Rail Bridge across Cut Bank Creek

Based on the pictures above, one could reasonably conclude that Glacier County's topography is part of the Great Plains, flat to gently rolling land that stretches from the Canadian Rockies to the Mississippi River.  But we cannot forget that the County takes its name from Glacier National Park and the County extends west to the Continental Divide where it joins Flathead County (#7).  The western portion of the County is stunningly beautiful with countless vistas of mountains and lakes to capture the viewer's attention.  The Blackfeet called this area the Backbone of the World, and one of the common nicknames for Glacier National Park is the Crown of the Continent,  a phrase first used by George Bird Grinnell in 1901.  

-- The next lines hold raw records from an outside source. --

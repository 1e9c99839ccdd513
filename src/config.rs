//! Loading assessment configuration (session settings, topic weights, extra questions) from TOML.
//!
//! Schema:
//!
//! ```toml
//! replace_builtin_bank = false
//!
//! [assessment]
//! min_questions = 8
//! max_questions = 12
//! confidence_threshold = 0.7
//! initial_level = "B1"
//! batch_size = 5
//! time_limit_secs = 900
//! session_idle_secs = 1800
//!
//! [topic_weights]
//! healthcare = 1.5
//!
//! [[questions]]
//! id = "cfg-b1-01"
//! text = "Der Patient klagt ___ Kopfschmerzen."
//! options = ["über", "auf", "an", "mit"]
//! correct_answer = "über"
//! difficulty = "B1"
//! topic = "grammar"
//! ```

use std::collections::HashMap;
use std::path::Path;

use serde::Deserialize;
use thiserror::Error;
use tracing::info;

use crate::bank::{BankError, QuestionSpec};
use crate::domain::Level;

pub const CONFIG_PATH_ENV: &str = "ASSESSMENT_CONFIG_PATH";

#[derive(Debug, Error)]
pub enum ConfigError {
  #[error("failed to read config file {path}: {source}")]
  Io { path: String, source: std::io::Error },
  #[error("failed to parse config file {path}: {source}")]
  Parse { path: String, source: toml::de::Error },
  #[error("invalid assessment settings: {0}")]
  InvalidSettings(String),
  #[error("topic weight for '{topic}' must be a positive finite number, got {weight}")]
  InvalidTopicWeight { topic: String, weight: f64 },
  #[error("invalid question bank: {0}")]
  Bank(#[from] BankError),
}

#[derive(Clone, Debug, Deserialize, Default)]
pub struct AssessmentConfig {
  #[serde(default)]
  pub assessment: AssessmentSettings,
  #[serde(default)]
  pub topic_weights: HashMap<String, f64>,
  #[serde(default)]
  pub replace_builtin_bank: bool,
  #[serde(default)]
  pub questions: Vec<QuestionSpec>,
}

/// Per-session knobs for selection and termination.
#[derive(Clone, Debug, Deserialize, PartialEq)]
#[serde(default)]
pub struct AssessmentSettings {
  pub min_questions: usize,
  pub max_questions: usize,
  pub confidence_threshold: f64,
  pub initial_level: Level,
  /// Questions fetched per selector call.
  pub batch_size: usize,
  /// Optional wall-clock limit for one session.
  pub time_limit_secs: Option<u64>,
  /// Sessions untouched for this long are dropped from the store.
  pub session_idle_secs: u64,
}

impl Default for AssessmentSettings {
  fn default() -> Self {
    Self {
      min_questions: 8,
      max_questions: 12,
      confidence_threshold: 0.7,
      initial_level: Level::B1,
      batch_size: 5,
      time_limit_secs: None,
      session_idle_secs: 1800,
    }
  }
}

impl AssessmentSettings {
  pub fn validate(&self) -> Result<(), ConfigError> {
    if self.min_questions == 0 {
      return Err(ConfigError::InvalidSettings("min_questions must be at least 1".into()));
    }
    if self.min_questions > self.max_questions {
      return Err(ConfigError::InvalidSettings(format!(
        "min_questions ({}) exceeds max_questions ({})",
        self.min_questions, self.max_questions
      )));
    }
    if !(0.0..=1.0).contains(&self.confidence_threshold) {
      return Err(ConfigError::InvalidSettings(format!(
        "confidence_threshold must lie in [0, 1], got {}",
        self.confidence_threshold
      )));
    }
    if self.batch_size == 0 {
      return Err(ConfigError::InvalidSettings("batch_size must be at least 1".into()));
    }
    if self.session_idle_secs == 0 {
      return Err(ConfigError::InvalidSettings("session_idle_secs must be at least 1".into()));
    }
    Ok(())
  }
}

pub fn parse_config(raw: &str, path: &str) -> Result<AssessmentConfig, ConfigError> {
  toml::from_str::<AssessmentConfig>(raw).map_err(|source| ConfigError::Parse { path: path.to_string(), source })
}

pub fn load_config_file(path: &Path) -> Result<AssessmentConfig, ConfigError> {
  let shown = path.display().to_string();
  let raw = std::fs::read_to_string(path).map_err(|source| ConfigError::Io { path: shown.clone(), source })?;
  let cfg = parse_config(&raw, &shown)?;
  info!(target: "medideutsch_backend", path = %shown, questions = cfg.questions.len(), "Loaded assessment config (TOML)");
  Ok(cfg)
}

/// Load `AssessmentConfig` from ASSESSMENT_CONFIG_PATH. No variable means built-in defaults;
/// a set but unreadable or malformed file is an error.
pub fn load_config_from_env() -> Result<Option<AssessmentConfig>, ConfigError> {
  match std::env::var(CONFIG_PATH_ENV) {
    Ok(path) => load_config_file(Path::new(&path)).map(Some),
    Err(_) => Ok(None),
  }
}

#[cfg(test)]
mod tests {
  use super::*;

  const SAMPLE: &str = r#"
replace_builtin_bank = true

[assessment]
min_questions = 4
max_questions = 6
confidence_threshold = 0.8
initial_level = "A2"
time_limit_secs = 600

[topic_weights]
healthcare = 2.0
idioms = 0.5

[[questions]]
id = "cfg-1"
text = "Der Patient klagt ___ Kopfschmerzen."
options = ["über", "auf", "an"]
correct_answer = "über"
difficulty = "B1"
topic = "grammar"

[[questions]]
id = "cfg-2"
text = "Was bedeutet 'nüchtern' vor einer Blutabnahme?"
options = [
  { id = "a", text = "ohne vorher zu essen" },
  { id = "b", text = "ohne Alkohol" },
]
correct_answer = "a"
difficulty = "B2"
topic = "healthcare"
"#;

  #[test]
  fn parses_full_config() {
    let cfg = parse_config(SAMPLE, "inline").unwrap();
    assert!(cfg.replace_builtin_bank);
    assert_eq!(cfg.assessment.min_questions, 4);
    assert_eq!(cfg.assessment.max_questions, 6);
    assert_eq!(cfg.assessment.initial_level, Level::A2);
    assert_eq!(cfg.assessment.batch_size, 5, "unset keys keep defaults");
    assert_eq!(cfg.assessment.time_limit_secs, Some(600));
    assert_eq!(cfg.assessment.session_idle_secs, 1800);
    assert_eq!(cfg.topic_weights.get("healthcare"), Some(&2.0));
    assert_eq!(cfg.questions.len(), 2);

    let second = cfg.questions[1].clone().normalize().unwrap();
    assert_eq!(second.correct_answer, "a");
    assert_eq!(second.options[0].text, "ohne vorher zu essen");
  }

  #[test]
  fn empty_config_is_all_defaults() {
    let cfg = parse_config("", "inline").unwrap();
    assert_eq!(cfg.assessment, AssessmentSettings::default());
    assert!(cfg.questions.is_empty());
    assert!(!cfg.replace_builtin_bank);
  }

  #[test]
  fn unknown_difficulty_fails_to_parse() {
    let raw = r#"
[[questions]]
id = "x"
text = "?"
options = ["a", "b"]
correct_answer = "a"
difficulty = "D7"
topic = "grammar"
"#;
    assert!(matches!(parse_config(raw, "inline"), Err(ConfigError::Parse { .. })));
  }

  #[test]
  fn settings_validation() {
    assert!(AssessmentSettings::default().validate().is_ok());

    let inverted = AssessmentSettings { min_questions: 10, max_questions: 5, ..Default::default() };
    assert!(matches!(inverted.validate(), Err(ConfigError::InvalidSettings(_))));

    let threshold = AssessmentSettings { confidence_threshold: 1.5, ..Default::default() };
    assert!(threshold.validate().is_err());

    let batch = AssessmentSettings { batch_size: 0, ..Default::default() };
    assert!(batch.validate().is_err());

    let idle = AssessmentSettings { session_idle_secs: 0, ..Default::default() };
    assert!(idle.validate().is_err());
  }

  #[test]
  fn missing_file_is_an_io_error() {
    let err = load_config_file(Path::new("/definitely/not/here.toml")).unwrap_err();
    assert!(matches!(err, ConfigError::Io { .. }));
  }
}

The Siksika (Blackfoot) people are the largest population group in Glacier County.  An Algonquian speaking people, the Siksika are believed to have originated in the area north of the Great Lakes.  (There is considerable controversy over the English name of the tribe. Officially known as the Blackfeet Nation, tribal members point out that in their own language, the term is singular, not plural, and many use Blackfoot instead.  Rather than get into that battle, for the purposes of this essay, I shall use the term Siksika.)  In advance of European settlement, the Siksika moved westward and by the 1700s were living in what is now Saskatchewan.  By the 1800s, they were the dominant tribe in the northern plains, and their home territory reached westward to the Rocky Mountains and south to the Yellowstone River and beyond.  The Blackfeet Treaty of Fort Benton, signed in 1855 when Montana east of the Divide was known as Nebraska Territory, allocated almost two thirds of what is now eastern Montana to the Siksika people.  As has happened repeatedly in US/Native American relations, that reserved land has been taken time and again, and today's Blackfeet Reservation covers less than 1,500,000 acres, with over one third of that owned by non-Native people.  Note that the Blackfeet Reservation, unlike the Flathead Reservation west of the Divide, was never opened to non-Native settlement.  However, between 1907 and 1911, tribal lands were allotted to individual members, and those lands could be sold, and often were sold to non-Native people so that the original owners could have money to live on.  Today, the Tribe has first right of refusal allowing it to buy back reservation land being sold by non-Native land owners.  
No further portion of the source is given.